### Action item
From the first line to the last, reproduce the data exactly.

### Collected material
* * * * * * *
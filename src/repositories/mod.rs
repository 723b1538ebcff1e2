pub mod user_repository;

pub use user_repository::{SqliteUserRepository, UserRepository};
* * * * * * *
### Answer to this task
filename src/repositories/mod.rs
repository 723b1538ebcff1e2
pub mod user_repository;

pub use user_repository::{SqliteUserRepository, UserRepository};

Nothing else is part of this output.